Hiatal Hernia

September 16, 2011

Hiatal Hernia and GERD

Gastroesophageal reflux is the process whereby a small amount of the stomach contents flows back into the esophagus. Gastroesophageal reflux is commonly known as heartburn and is not unusual in humans. It is often brought on by the drinking of alcohol or the eating of certain foods that are fatty or spicy. Changes in posture such as lying down can also increase the occurrence.
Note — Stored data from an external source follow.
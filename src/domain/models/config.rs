use serde::{Deserialize, Serialize};
use std::time::Duration;

/// Main configuration structure for adwatch
#[derive(Debug, Clone, Default, Serialize, Deserialize)]
#[serde(rename_all = "snake_case")]
pub struct Config {
    /// Database configuration
    #[serde(default)]
    pub database: DatabaseConfig,

    /// Logging configuration
    #[serde(default)]
    pub logging: LoggingConfig,

    /// Control-loop and scheduler configuration
    #[serde(default)]
    pub scheduler: SchedulerConfig,

    /// Retry policy configuration
    #[serde(default)]
    pub retry: RetryConfig,

    /// Feedback-learning configuration
    #[serde(default)]
    pub learning: LearningConfig,

    /// Alert channel configuration
    #[serde(default)]
    pub alerts: AlertConfig,
}

/// Database configuration
#[derive(Debug, Clone, Serialize, Deserialize)]
#[serde(rename_all = "snake_case")]
pub struct DatabaseConfig {
    /// Path to `SQLite` database file
    #[serde(default = "default_database_path")]
    pub path: String,

    /// Maximum number of database connections in pool
    #[serde(default = "default_max_connections")]
    pub max_connections: u32,
}

fn default_database_path() -> String {
    ".adwatch/adwatch.db".to_string()
}

const fn default_max_connections() -> u32 {
    10
}

impl Default for DatabaseConfig {
    fn default() -> Self {
        Self {
            path: default_database_path(),
            max_connections: default_max_connections(),
        }
    }
}

/// Logging configuration
#[derive(Debug, Clone, Serialize, Deserialize)]
#[serde(rename_all = "snake_case")]
pub struct LoggingConfig {
    /// Log level: trace, debug, info, warn, error
    #[serde(default = "default_log_level")]
    pub level: String,

    /// Log format: json or pretty
    #[serde(default = "default_log_format")]
    pub format: String,

    /// Optional directory for rotated log files
    #[serde(default)]
    pub log_dir: Option<String>,
}

fn default_log_level() -> String {
    "info".to_string()
}

fn default_log_format() -> String {
    "pretty".to_string()
}

impl Default for LoggingConfig {
    fn default() -> Self {
        Self {
            level: default_log_level(),
            format: default_log_format(),
            log_dir: None,
        }
    }
}

/// Control-loop and scheduler configuration
#[derive(Debug, Clone, Serialize, Deserialize)]
#[serde(rename_all = "snake_case")]
pub struct SchedulerConfig {
    /// Seconds between evaluation passes
    #[serde(default = "default_tick_interval_secs")]
    pub tick_interval_secs: u64,

    /// Maximum actions executing in parallel within one priority group
    #[serde(default = "default_max_concurrent_actions")]
    pub max_concurrent_actions: usize,

    /// Hours of metric history fetched for each evaluation pass
    #[serde(default = "default_metric_lookback_hours")]
    pub metric_lookback_hours: u64,

    /// Days of execution history retained before pruning
    #[serde(default = "default_execution_retention_days")]
    pub execution_retention_days: u32,
}

const fn default_tick_interval_secs() -> u64 {
    60
}

const fn default_max_concurrent_actions() -> usize {
    3
}

const fn default_metric_lookback_hours() -> u64 {
    24
}

const fn default_execution_retention_days() -> u32 {
    30
}

impl SchedulerConfig {
    pub fn metric_lookback(&self) -> Duration {
        Duration::from_secs(self.metric_lookback_hours * 3600)
    }
}

impl Default for SchedulerConfig {
    fn default() -> Self {
        Self {
            tick_interval_secs: default_tick_interval_secs(),
            max_concurrent_actions: default_max_concurrent_actions(),
            metric_lookback_hours: default_metric_lookback_hours(),
            execution_retention_days: default_execution_retention_days(),
        }
    }
}

/// Retry policy configuration
#[derive(Debug, Clone, Serialize, Deserialize)]
#[serde(rename_all = "snake_case")]
pub struct RetryConfig {
    /// Delay before the first retry, in milliseconds
    #[serde(default = "default_base_delay_ms")]
    pub base_delay_ms: u64,

    /// Multiplier applied to the delay after each failed attempt
    #[serde(default = "default_backoff_multiplier")]
    pub backoff_multiplier: f64,

    /// Cap on any single retry delay, in milliseconds
    #[serde(default = "default_max_delay_ms")]
    pub max_delay_ms: u64,
}

const fn default_base_delay_ms() -> u64 {
    5_000
}

const fn default_backoff_multiplier() -> f64 {
    2.0
}

const fn default_max_delay_ms() -> u64 {
    300_000
}

impl Default for RetryConfig {
    fn default() -> Self {
        Self {
            base_delay_ms: default_base_delay_ms(),
            backoff_multiplier: default_backoff_multiplier(),
            max_delay_ms: default_max_delay_ms(),
        }
    }
}

/// Feedback-learning configuration
#[derive(Debug, Clone, Serialize, Deserialize)]
#[serde(rename_all = "snake_case")]
pub struct LearningConfig {
    /// Step size for weight/confidence adjustments, in (0, 1]
    #[serde(default = "default_learning_rate")]
    pub learning_rate: f64,

    /// Minimum analysis confidence before adjustments are applied
    #[serde(default = "default_confidence_threshold")]
    pub confidence_threshold: f64,

    /// Sample size at which the reliability factor saturates
    #[serde(default = "default_min_sample_size")]
    pub min_sample_size: u64,

    /// Default lookback for batch learning, in hours
    #[serde(default = "default_batch_window_hours")]
    pub batch_window_hours: u64,
}

const fn default_learning_rate() -> f64 {
    0.1
}

const fn default_confidence_threshold() -> f64 {
    0.6
}

const fn default_min_sample_size() -> u64 {
    10
}

const fn default_batch_window_hours() -> u64 {
    24
}

impl Default for LearningConfig {
    fn default() -> Self {
        Self {
            learning_rate: default_learning_rate(),
            confidence_threshold: default_confidence_threshold(),
            min_sample_size: default_min_sample_size(),
            batch_window_hours: default_batch_window_hours(),
        }
    }
}

/// Alert channel configuration
#[derive(Debug, Clone, Serialize, Deserialize)]
#[serde(rename_all = "snake_case")]
pub struct AlertConfig {
    /// Webhook URL notified when a pass has failed actions
    #[serde(default)]
    pub webhook_url: Option<String>,

    /// Cap on alert deliveries per minute
    #[serde(default = "default_max_alerts_per_minute")]
    pub max_alerts_per_minute: u32,
}

const fn default_max_alerts_per_minute() -> u32 {
    6
}

impl Default for AlertConfig {
    fn default() -> Self {
        Self {
            webhook_url: None,
            max_alerts_per_minute: default_max_alerts_per_minute(),
        }
    }
}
Gastroesophageal reflux disease (GERD), on the other hand, occurs when a person experiences gastroesophageal reflux on a frequent basis. It is typically the direct result of a faulty sphincter in the lower portion of the esophagus, but there are many theories as to exactly what causes the incompetent sphincter. Although a faulty sphincter is thought to be responsible for the majority of GERD cases, other causes may include things such as systemic diseases like lupus, ingestion of corrosive materials, or extended intubation. The malfunction of this sphincter with its subsequent regurgitation results in a burning sensation in the region behind the sternum. Over time, this persistent reflux directly results in the inflammation of the esophageal lining which can eventually reach down to the muscular level. Once the inflammation penetrates into the muscular level, it causes muscle damage which further increases the amount and frequency of reflux that a person will experience. There is no one type of person who becomes afflicted with GERD. It is a very non-selective disease that occurs in the old and the young, the thin and the overweight, in both genders, and in all ethnicities. Because the disease is non-selective in who it affects, the diagnosis is often difficult and tends to rely on patient history, x-ray studies, and endoscopy of the esophagus. Diagnosis of GERD can often be tricky as it can mimic other disease processes such hiatal hernia.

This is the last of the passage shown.